Attorneys working with ClassAction.org have filed a class action lawsuit in the wake of the Wawa data breach.
What You Can Do
If you think your information was compromised as part of the Wawa data breach, fill out the form on this page to learn more about what you can do.
Attorneys working with ClassAction.org have filed a class action lawsuit against Wawa, Inc. on behalf of millions of consumers whose credit and debit card numbers were stolen by a computer hacker.
The hacker stole the credit and debit card numbers for transactions that took place from March 4, 2019 to December 12, 2019 at in-store terminals and gas pumps.
The cyber-attack involves card transactions at all or virtually all of Wawa’s 850 locations. Wawa operates convenience stores in Pennsylvania, New Jersey, Delaware, Maryland, Virginia, Florida, and Washington, D.C.
What You Can Do
Attorneys are seeking “Class Representatives” to serve as additional plaintiffs in the class action. Class Representatives are individuals who are named in the lawsuit and who pursue the litigation on behalf of the class (the millions of consumers affected by the breach). The Class Representatives’ facts serve as an illustration of how typical class members were affected by the breach. Their presence in the case also triggers the law of their particular state, which helps the overall litigation. In general, the more Class Representatives there are, the stronger the case becomes.

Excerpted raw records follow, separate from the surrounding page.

use std::future::Future;
use std::time::Duration;

use async_trait::async_trait;
use chrono::{DateTime, NaiveDate, Utc};
use futures_util::StreamExt;
use sqlx::{FromRow, MySqlPool};

use super::{LogBook, VoteStore};
use crate::error::DayOffError;
use crate::model::daily_log::DailyLogEntry;
use crate::model::day_off_request::{DayOffRequest, NewDayOffRequest, VoteResult};

const SELECT_COLUMNS: &str = r#"
    SELECT id, requested_by, target_date, reason, votes, created_at, deadline,
           closed, result, announced, message_id, version
    FROM day_off_requests
"#;

/// Raw `day_off_requests` row; `votes` is the JSON-serialized vote map.
#[derive(FromRow)]
struct DayOffRow {
    id: u64,
    requested_by: String,
    target_date: NaiveDate,
    reason: Option<String>,
    votes: String,
    created_at: DateTime<Utc>,
    deadline: DateTime<Utc>,
    closed: bool,
    result: String,
    announced: bool,
    message_id: Option<String>,
    version: u32,
}

impl TryFrom<DayOffRow> for DayOffRequest {
    type Error = DayOffError;

    fn try_from(row: DayOffRow) -> Result<Self, Self::Error> {
        let votes = if row.votes.trim().is_empty() {
            Default::default()
        } else {
            serde_json::from_str(&row.votes).map_err(|e| {
                DayOffError::StoreUnavailable(format!("malformed votes for request {}: {}", row.id, e))
            })?
        };
        // an unknown result string is treated as not yet written
        let result = row.result.parse().unwrap_or(VoteResult::Unresolved);

        Ok(DayOffRequest {
            id: row.id,
            requested_by: row.requested_by,
            target_date: row.target_date,
            reason: row.reason,
            votes,
            created_at: row.created_at,
            deadline: row.deadline,
            closed: row.closed,
            result,
            announced: row.announced,
            message_id: row.message_id,
            version: row.version,
        }
        .repair())
    }
}

pub struct MySqlVoteStore {
    pool: MySqlPool,
    timeout: Duration,
}

impl MySqlVoteStore {
    pub fn new(pool: MySqlPool, timeout: Duration) -> Self {
        Self { pool, timeout }
    }

    async fn bounded<T, F>(&self, fut: F) -> Result<T, DayOffError>
    where
        F: Future<Output = Result<T, sqlx::Error>>,
    {
        Ok(tokio::time::timeout(self.timeout, fut).await??)
    }

    /// Streams rows and drops the ones that cannot be decoded.
    async fn fetch_records(&self, sql: &str) -> Result<Vec<DayOffRequest>, DayOffError> {
        let rows = self
            .bounded(async {
                let mut stream = sqlx::query_as::<_, DayOffRow>(sql).fetch(&self.pool);
                let mut rows = Vec::new();
                while let Some(row) = stream.next().await {
                    rows.push(row?);
                }
                Ok::<_, sqlx::Error>(rows)
            })
            .await?;

        let mut records = Vec::with_capacity(rows.len());
        for row in rows {
            match DayOffRequest::try_from(row) {
                Ok(record) => records.push(record),
                Err(e) => tracing::warn!(error = %e, "Skipping unreadable day-off row"),
            }
        }
        Ok(records)
    }
}

#[async_trait]
impl VoteStore for MySqlVoteStore {
    async fn insert(&self, new: NewDayOffRequest) -> Result<DayOffRequest, DayOffError> {
        let votes = serde_json::to_string(&new.votes)
            .map_err(|e| DayOffError::InvalidInput(e.to_string()))?;
        let result = self
            .bounded(
                sqlx::query(
                    r#"
                    INSERT INTO day_off_requests
                        (requested_by, target_date, reason, votes, created_at, deadline,
                         closed, result, announced, version)
                    VALUES (?, ?, ?, ?, ?, ?, FALSE, ?, FALSE, 0)
                    "#,
                )
                .bind(&new.requested_by)
                .bind(new.target_date)
                .bind(&new.reason)
                .bind(&votes)
                .bind(new.created_at)
                .bind(new.deadline)
                .bind(VoteResult::Unresolved.as_ref())
                .execute(&self.pool),
            )
            .await?;

        Ok(DayOffRequest::from_new(result.last_insert_id(), new))
    }

    async fn get(&self, id: u64) -> Result<Option<DayOffRequest>, DayOffError> {
        let sql = format!("{} WHERE id = ?", SELECT_COLUMNS);
        let row = self
            .bounded(
                sqlx::query_as::<_, DayOffRow>(&sql)
                    .bind(id)
                    .fetch_optional(&self.pool),
            )
            .await?;

        row.map(DayOffRequest::try_from).transpose()
    }

    async fn put(&self, record: &DayOffRequest) -> Result<DayOffRequest, DayOffError> {
        let votes = serde_json::to_string(&record.votes)
            .map_err(|e| DayOffError::InvalidInput(e.to_string()))?;

        let result = self
            .bounded(
                sqlx::query(
                    r#"
                    UPDATE day_off_requests
                    SET reason = ?, votes = ?, closed = ?, result = ?, announced = ?,
                        message_id = ?, version = version + 1
                    WHERE id = ?
                    AND version = ?
                    "#,
                )
                .bind(&record.reason)
                .bind(votes)
                .bind(record.closed)
                .bind(record.result.as_ref())
                .bind(record.announced)
                .bind(&record.message_id)
                .bind(record.id)
                .bind(record.version)
                .execute(&self.pool),
            )
            .await?;

        if result.rows_affected() == 0 {
            let exists = self
                .bounded(
                    sqlx::query_scalar::<_, bool>(
                        "SELECT EXISTS(SELECT 1 FROM day_off_requests WHERE id = ? LIMIT 1)",
                    )
                    .bind(record.id)
                    .fetch_one(&self.pool),
                )
                .await?;

            return Err(if exists {
                DayOffError::StaleWrite(record.id)
            } else {
                DayOffError::RequestNotFound(record.id)
            });
        }

        let mut saved = record.clone();
        saved.version += 1;
        Ok(saved)
    }

    async fn list_open(&self) -> Result<Vec<DayOffRequest>, DayOffError> {
        // result is checked too so half-closed rows are not swept twice
        let sql = format!(
            "{} WHERE closed = FALSE AND result = 'unresolved' ORDER BY id",
            SELECT_COLUMNS
        );
        self.fetch_records(&sql).await
    }

    async fn list_all(&self) -> Result<Vec<DayOffRequest>, DayOffError> {
        let sql = format!("{} ORDER BY id", SELECT_COLUMNS);
        self.fetch_records(&sql).await
    }

    async fn find_by_message(
        &self,
        message_id: &str,
    ) -> Result<Option<DayOffRequest>, DayOffError> {
        let sql = format!("{} WHERE message_id = ? LIMIT 1", SELECT_COLUMNS);
        let row = self
            .bounded(
                sqlx::query_as::<_, DayOffRow>(&sql)
                    .bind(message_id)
                    .fetch_optional(&self.pool),
            )
            .await?;

        row.map(DayOffRequest::try_from).transpose()
    }
}

pub struct MySqlLogBook {
    pool: MySqlPool,
    timeout: Duration,
}

impl MySqlLogBook {
    pub fn new(pool: MySqlPool, timeout: Duration) -> Self {
        Self { pool, timeout }
    }
}

#[async_trait]
impl LogBook for MySqlLogBook {
    async fn record(&self, entry: &DailyLogEntry) -> Result<(), DayOffError> {
        let insert = sqlx::query(
            r#"
            INSERT INTO daily_logs (participant_id, log_date, amount, notes, logged_at)
            VALUES (?, ?, ?, ?, ?)
            "#,
        )
        .bind(&entry.participant_id)
        .bind(entry.log_date)
        .bind(entry.amount)
        .bind(&entry.notes)
        .bind(entry.logged_at)
        .execute(&self.pool);

        tokio::time::timeout(self.timeout, insert).await??;
        Ok(())
    }
}

#[cfg(test)]
mod tests {
    use super::*;
    use crate::model::day_off_request::VoteChoice;
    use chrono::{Duration, TimeZone};

    fn row(votes: &str, closed: bool, result: &str, announced: bool) -> DayOffRow {
        let created_at = Utc.with_ymd_and_hms(2026, 1, 1, 8, 0, 0).unwrap();
        DayOffRow {
            id: 4,
            requested_by: "alice".to_string(),
            target_date: NaiveDate::from_ymd_opt(2026, 1, 2).unwrap(),
            reason: None,
            votes: votes.to_string(),
            created_at,
            deadline: created_at + Duration::hours(12),
            closed,
            result: result.to_string(),
            announced,
            message_id: Some("msg-4".to_string()),
            version: 3,
        }
    }

    #[test]
    fn row_decodes_votes_and_result() {
        let record = DayOffRequest::try_from(row(
            r#"{"alice":"yes","bob":"no"}"#,
            true,
            "approved",
            true,
        ))
        .unwrap();

        assert_eq!(record.votes.get("alice"), Some(&VoteChoice::Yes));
        assert_eq!(record.votes.get("bob"), Some(&VoteChoice::No));
        assert_eq!(record.result, VoteResult::Approved);
        assert!(record.closed && record.announced);
        assert_eq!(record.version, 3);
    }

    #[test]
    fn empty_votes_column_means_no_votes() {
        let record = DayOffRequest::try_from(row("  ", false, "unresolved", false)).unwrap();
        assert!(record.votes.is_empty());
        assert!(record.is_open());
    }

    #[test]
    fn malformed_votes_fail_the_row() {
        let err = DayOffRequest::try_from(row("{alice:", false, "unresolved", false)).unwrap_err();
        assert!(matches!(err, DayOffError::StoreUnavailable(msg) if msg.contains("request 4")));
    }

    #[test]
    fn unknown_result_reads_as_unresolved() {
        let record = DayOffRequest::try_from(row("{}", false, "maybe", false)).unwrap();
        assert_eq!(record.result, VoteResult::Unresolved);
        assert!(record.is_open());
    }

    #[test]
    fn partial_rows_are_repaired_on_load() {
        // result written, closed flag lost
        let record = DayOffRequest::try_from(row("{}", false, "rejected", false)).unwrap();
        assert!(record.closed);
        assert_eq!(record.result, VoteResult::Rejected);

        // announced without closure is re-evaluated
        let record = DayOffRequest::try_from(row("{}", false, "unresolved", true)).unwrap();
        assert!(!record.closed);
        assert!(!record.announced);
    }
}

Attorneys are most interested in Class Representatives who meet both of the following requirements:
Used a credit or debit card at any Wawa location from March 4, 2019 to December 12, 2019; and
Experienced a subsequent fraudulent transaction on the same card.
If you meet both of these criteria and are interested in serving as a Class Representative, please fill out the contact form on this page.
About the Data Breach
The breach involved “payment card information including credit and debit card numbers, expiration dates, and cardholder names on payment cards,” according to Wawa’s announcement.
Risks to Consumers
Armed with the stolen information, data thieves can make fraudulent purchases on victims’ cards.
As a result of the breach, Wawa customers have been exposed to a heightened risk of fraud and must now closely monitor their credit and debit card accounts to guard against unauthorized purchases.
Consumers might also incur out-of-pocket costs for purchasing credit monitoring services, credit freezes, credit reports, or other protective measures to detect identity theft.
About Data Breach Class Actions
Data breach class actions typically seek: (i) compensation for out-of-pocket losses and time spent responding to the breach; (ii) credit monitoring and identity theft insurance for several years; and (iii) substantial improvements to the defendant’s data security procedures.